Somewhat "traditionally," the taste of Arabica coffee is always viewed in relation to Robusta coffee – but does that even make sense? Both are types of coffee, but red wine is not compared to white wine, nor are apples to pears, or plums to apricots.
The species alone hardly justifies a sensory comparison. Additionally, Arabica coffees undergo such a strong flavor transformation depending on the post-harvest process or preparation method that they can barely be sensorially attributed to a region anymore.
Certainly, there are certain commonalities in country and regional profiles that indicate the coffee's origin, but here too, there's no rule without exception.
We discuss how coffee flavors are influenced by fermentations in this video.
In general, however, Arabica coffees can be said to be extremely diverse in taste, which is also reflected in the common flavor wheel.

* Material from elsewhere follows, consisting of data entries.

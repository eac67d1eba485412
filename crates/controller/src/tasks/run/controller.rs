use super::pod::{adopt_config_map, build_pod, create_or_get_pod, terminated_exit_code};
use crate::crds::condition::{self, set_condition, Condition};
use crate::crds::{
    Run, RunStatus, Workspace, CONDITION_ATTACHABLE, CONDITION_CLIENT_READY, CONDITION_COMPLETED,
    CONDITION_HEALTHY, REASON_CLIENT_ATTACHED, REASON_FRONT_OF_QUEUE, REASON_POD_DELETED,
    REASON_POD_FAILED, REASON_POD_SUCCEEDED, REASON_QUEUED, REASON_RUN_COMPLETED,
    REASON_UNAPPROVED, REASON_UNSCHEDULED, REASON_WORKSPACE_NOT_FOUND,
    REASON_WORKSPACE_UNHEALTHY, REASON_WORKSPACE_UNSPECIFIED, WORKSPACE_LABEL,
};
use crate::tasks::types::{Context, Result};
use k8s_openapi::api::core::v1::{ConfigMap, Pod};
use kube::api::{Patch, PatchParams};
use kube::runtime::controller::Action;
use kube::{Api, ResourceExt};
use serde_json::json;
use std::sync::Arc;
use tracing::{debug, info, instrument};

/// Outcome of resolving a run's workspace label
#[derive(Debug, Clone, Copy)]
pub enum WorkspaceLookup<'a> {
    /// The run carries no (or an empty) workspace label
    Unspecified,
    NotFound(&'a str),
    Found(&'a Workspace),
}

/// What a reconciliation should write and create
#[derive(Debug, Clone, Default, PartialEq)]
pub struct RunPlan {
    /// New status, present only when it differs from the current one
    pub status: Option<RunStatus>,

    /// Whether the execution pod should be created
    pub create_pod: bool,
}

/// Decide the next state of a run from what was observed.
///
/// Completed runs are never touched again. The pod is only requested for the
/// head of the queue, and only once: a run whose recorded pod has disappeared
/// completes instead of executing a second time.
///
/// A workspace reported unhealthy completes every run that is not yet
/// attachable, even if the workspace recovers a moment later.
pub fn plan_run(run: &Run, workspace: WorkspaceLookup<'_>, pod: Option<&Pod>) -> RunPlan {
    if run.is_completed() {
        return RunPlan::default();
    }

    let name = run.name_any();
    let current = run.status.clone().unwrap_or_default();
    let mut next = current.clone();
    let mut create_pod = false;

    match workspace {
        WorkspaceLookup::Unspecified => complete(
            &mut next,
            REASON_WORKSPACE_UNSPECIFIED,
            format!("Run is missing the {WORKSPACE_LABEL} label"),
        ),
        WorkspaceLookup::NotFound(ws_name) => complete(
            &mut next,
            REASON_WORKSPACE_NOT_FOUND,
            format!("Workspace {ws_name} not found"),
        ),
        WorkspaceLookup::Found(ws) => {
            if let Some(code) = pod.and_then(terminated_exit_code) {
                let reason = if code == 0 {
                    REASON_POD_SUCCEEDED
                } else {
                    REASON_POD_FAILED
                };
                complete(&mut next, reason, format!("Runner exited with code {code}"));
                next.exit_code = Some(code);
            } else if pod.is_none() && current.pod_name.is_some() {
                complete(
                    &mut next,
                    REASON_POD_DELETED,
                    format!("Pod {name} was deleted before the runner exited"),
                );
            } else if condition::is_false_for(ws.conditions(), CONDITION_HEALTHY)
                && !run.is_attachable()
            {
                let detail = condition::find(ws.conditions(), CONDITION_HEALTHY)
                    .map(Condition::message)
                    .unwrap_or_default();
                complete(
                    &mut next,
                    REASON_WORKSPACE_UNHEALTHY,
                    format!("Workspace {} is unhealthy: {detail}", ws.name_any()),
                );
            } else {
                match ws.queue_position(&name) {
                    None => set_attachable(
                        &mut next,
                        false,
                        REASON_UNSCHEDULED,
                        "Not in workspace queue".to_string(),
                    ),
                    Some(0)
                        if ws.is_privileged(run.spec.command.as_str())
                            && !ws.is_approved(&name) =>
                    {
                        complete(
                            &mut next,
                            REASON_UNAPPROVED,
                            format!(
                                "Command {} is privileged and run {name} has not been approved",
                                run.spec.command
                            ),
                        )
                    }
                    Some(0) => {
                        set_attachable(
                            &mut next,
                            true,
                            REASON_FRONT_OF_QUEUE,
                            "At front of workspace queue".to_string(),
                        );
                        next.pod_name = Some(name.clone());
                        create_pod = pod.is_none();
                    }
                    Some(position) => set_attachable(
                        &mut next,
                        false,
                        REASON_QUEUED,
                        format!("In workspace queue position {position}"),
                    ),
                }
            }
        }
    }

    if run.client_ready() {
        set_condition(
            &mut next.conditions,
            Condition::new(
                CONDITION_CLIENT_READY,
                true,
                REASON_CLIENT_ATTACHED,
                "Client has attached",
            ),
        );
    }

    RunPlan {
        status: (next != current).then_some(next),
        create_pod,
    }
}

/// Completion also withdraws attachability so a finished run never shares
/// the head with its successor
fn complete(status: &mut RunStatus, reason: &str, message: String) {
    set_attachable(
        status,
        false,
        REASON_RUN_COMPLETED,
        format!("Run completed: {reason}"),
    );
    set_condition(
        &mut status.conditions,
        Condition::new(CONDITION_COMPLETED, true, reason, message),
    );
}

fn set_attachable(status: &mut RunStatus, attachable: bool, reason: &str, message: String) {
    set_condition(
        &mut status.conditions,
        Condition::new(CONDITION_ATTACHABLE, attachable, reason, message),
    );
}

#[instrument(skip(ctx), fields(run = %run.name_any(), namespace = %ctx.namespace))]
pub async fn reconcile_run(run: Arc<Run>, ctx: Arc<Context>) -> Result<Action> {
    let name = run.name_any();

    if run.is_completed() {
        debug!("Run {} already completed, nothing to do", name);
        return Ok(Action::await_change());
    }

    let workspaces: Api<Workspace> = Api::namespaced(ctx.client.clone(), &ctx.namespace);
    let pods: Api<Pod> = Api::namespaced(ctx.client.clone(), &ctx.namespace);
    let configmaps: Api<ConfigMap> = Api::namespaced(ctx.client.clone(), &ctx.namespace);

    adopt_config_map(&configmaps, &run).await?;

    let workspace = match run.workspace_name() {
        Some(ws_name) => workspaces.get_opt(ws_name).await?,
        None => None,
    };
    let lookup = match (run.workspace_name(), workspace.as_ref()) {
        (None, _) => WorkspaceLookup::Unspecified,
        (Some(ws_name), None) => WorkspaceLookup::NotFound(ws_name),
        (Some(_), Some(ws)) => WorkspaceLookup::Found(ws),
    };

    let pod = pods.get_opt(&name).await?;
    let plan = plan_run(&run, lookup, pod.as_ref());

    if plan.create_pod {
        if let Some(ws) = workspace.as_ref() {
            let desired = build_pod(&run, ws, &ctx.config)?;
            create_or_get_pod(&pods, &desired).await?;
        }
    }

    match plan.status {
        Some(status) => update_run_status(&run, &ctx, &status).await?,
        None => debug!("Run {} status unchanged, skipping update", name),
    }

    Ok(Action::await_change())
}

/// Merge-patch the status subresource, guarded by the observed resourceVersion
async fn update_run_status(run: &Run, ctx: &Context, status: &RunStatus) -> Result<()> {
    let runs: Api<Run> = Api::namespaced(ctx.client.clone(), &ctx.namespace);

    let status_patch = json!({
        "metadata": {
            "resourceVersion": run.resource_version(),
        },
        "status": status,
    });

    runs.patch_status(
        &run.name_any(),
        &PatchParams::default(),
        &Patch::Merge(&status_patch),
    )
    .await?;

    let summary: Vec<String> = status
        .conditions
        .iter()
        .map(|c| format!("{}={}({})", c.condition_type, c.status, c.reason()))
        .collect();
    info!(conditions = ?summary, "Updated status of Run {}", run.name_any());
    Ok(())
}
use super::Signal;
use crate::error::LaunchError;
use controller::crds::CONTAINER_NAME;
use futures::{Stream, StreamExt};
use k8s_openapi::api::core::v1::Pod;
use kube::runtime::watcher;
use kube::ResourceExt;
use tokio::sync::mpsc;
use tokio_util::sync::CancellationToken;
use tracing::{debug, info};

/// Waiting reasons the runner container will not recover from on its own
const FATAL_WAITING_REASONS: &[&str] = &[
    "ErrImagePull",
    "ImagePullBackOff",
    "CrashLoopBackOff",
    "CreateContainerConfigError",
    "InvalidImageName",
];

#[derive(Debug, Clone, PartialEq, Eq)]
pub enum PodState {
    Pending,
    /// Running with the Ready condition set
    Ready,
    /// Already terminated; the session streams its logs and relays the exit
    Finished,
    Failed(String),
}

pub fn pod_state(pod: &Pod) -> PodState {
    let Some(status) = pod.status.as_ref() else {
        return PodState::Pending;
    };

    match status.phase.as_deref() {
        Some("Succeeded") | Some("Failed") => return PodState::Finished,
        Some("Unknown") => return PodState::Failed("pod phase is Unknown".to_string()),
        _ => {}
    }

    let waiting = status
        .container_statuses
        .as_ref()
        .and_then(|statuses| statuses.iter().find(|cs| cs.name == CONTAINER_NAME))
        .and_then(|cs| cs.state.as_ref())
        .and_then(|state| state.waiting.as_ref());
    if let Some(waiting) = waiting {
        let reason = waiting.reason.as_deref().unwrap_or_default();
        if FATAL_WAITING_REASONS.contains(&reason) {
            let message = waiting.message.as_deref().unwrap_or_default();
            return PodState::Failed(format!("{reason}: {message}"));
        }
    }

    let ready = status
        .conditions
        .as_ref()
        .is_some_and(|conditions| conditions.iter().any(|c| c.type_ == "Ready" && c.status == "True"));

    if status.phase.as_deref() == Some("Running") && ready {
        PodState::Ready
    } else {
        PodState::Pending
    }
}

/// Report the run's pod once it can be attached to (or has already finished)
pub async fn watch_pod<S>(
    events: S,
    tx: mpsc::Sender<Signal>,
    cancel: CancellationToken,
) -> Result<(), LaunchError>
where
    S: Stream<Item = Result<Pod, watcher::Error>>,
{
    let mut events = std::pin::pin!(events);

    loop {
        tokio::select! {
            () = cancel.cancelled() => return Ok(()),
            event = events.next() => match event {
                Some(Ok(pod)) => match pod_state(&pod) {
                    PodState::Pending => debug!("Pod {} not ready yet", pod.name_any()),
                    PodState::Ready | PodState::Finished => {
                        info!("Pod {} is ready", pod.name_any());
                        let _ = tx.send(Signal::PodReady(Box::new(pod))).await;
                        return Ok(());
                    }
                    PodState::Failed(reason) => {
                        return Err(LaunchError::PodFailed {
                            pod: pod.name_any(),
                            reason,
                        });
                    }
                },
                Some(Err(err)) => return Err(err.into()),
                None => return Err(LaunchError::WatchClosed("pod")),
            },
        }
    }
}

From chocolatey-nutty coffee from Brazil, to citrusy-balanced washed coffees from Central America, to floral-fruity coffees from Ethiopia, to nutty-citrusy coffees in India and bitter-heavy coffees in Indonesia – as rough as this categorization may sound, it often holds true in reality, even if we are constantly surprised by how little uniform such flavor perceptions are.
What is needed for high-quality Arabica coffee?
Arabica coffee is not inherently a guarantee of good taste, although this is often implied ("100% Arabica"). Nor is it an indication of how the coffee will taste, as it depends on the following five criteria: care, processing, temperatures, variety, and growing conditions.

The basis for quality Arabica and Robusta coffee is care. The difficult-to-define and much more mystifying than explanatory "terroir" is just as little responsible as a microclimate that is not naturally given.
Good coffee is a man-made product and not a whim of nature or a result of higher powers.
The pyramid shows how important care and processing are and form a basis for what already makes coffee appear good to very good. The factors of temperature, variety, and microclimate/growing conditions then separate the very good from the good coffees.
100% Arabica Coffee: What's the truth?
Even today, coffee packaging is labeled "100% Arabica," which, firstly, does not do justice to the complexity of the product, secondly, provides no added information, and thirdly, leaves coffee drinkers in the dark.
The distinction between species alone is also no longer up-to-date. The coffee plant is subject to climate change, and so we should expand our vocabulary to understand and describe the coffee of the future. Varieties and new breeds are becoming increasingly important, so in the future, we should speak more about varieties and no longer about species.
Researchers have been working intensively for years to bring new crosses from the laboratory to the field and to scale them up. The simplified distinction between Arabica and non-Arabica (e.g., Robusta) falls far too short here.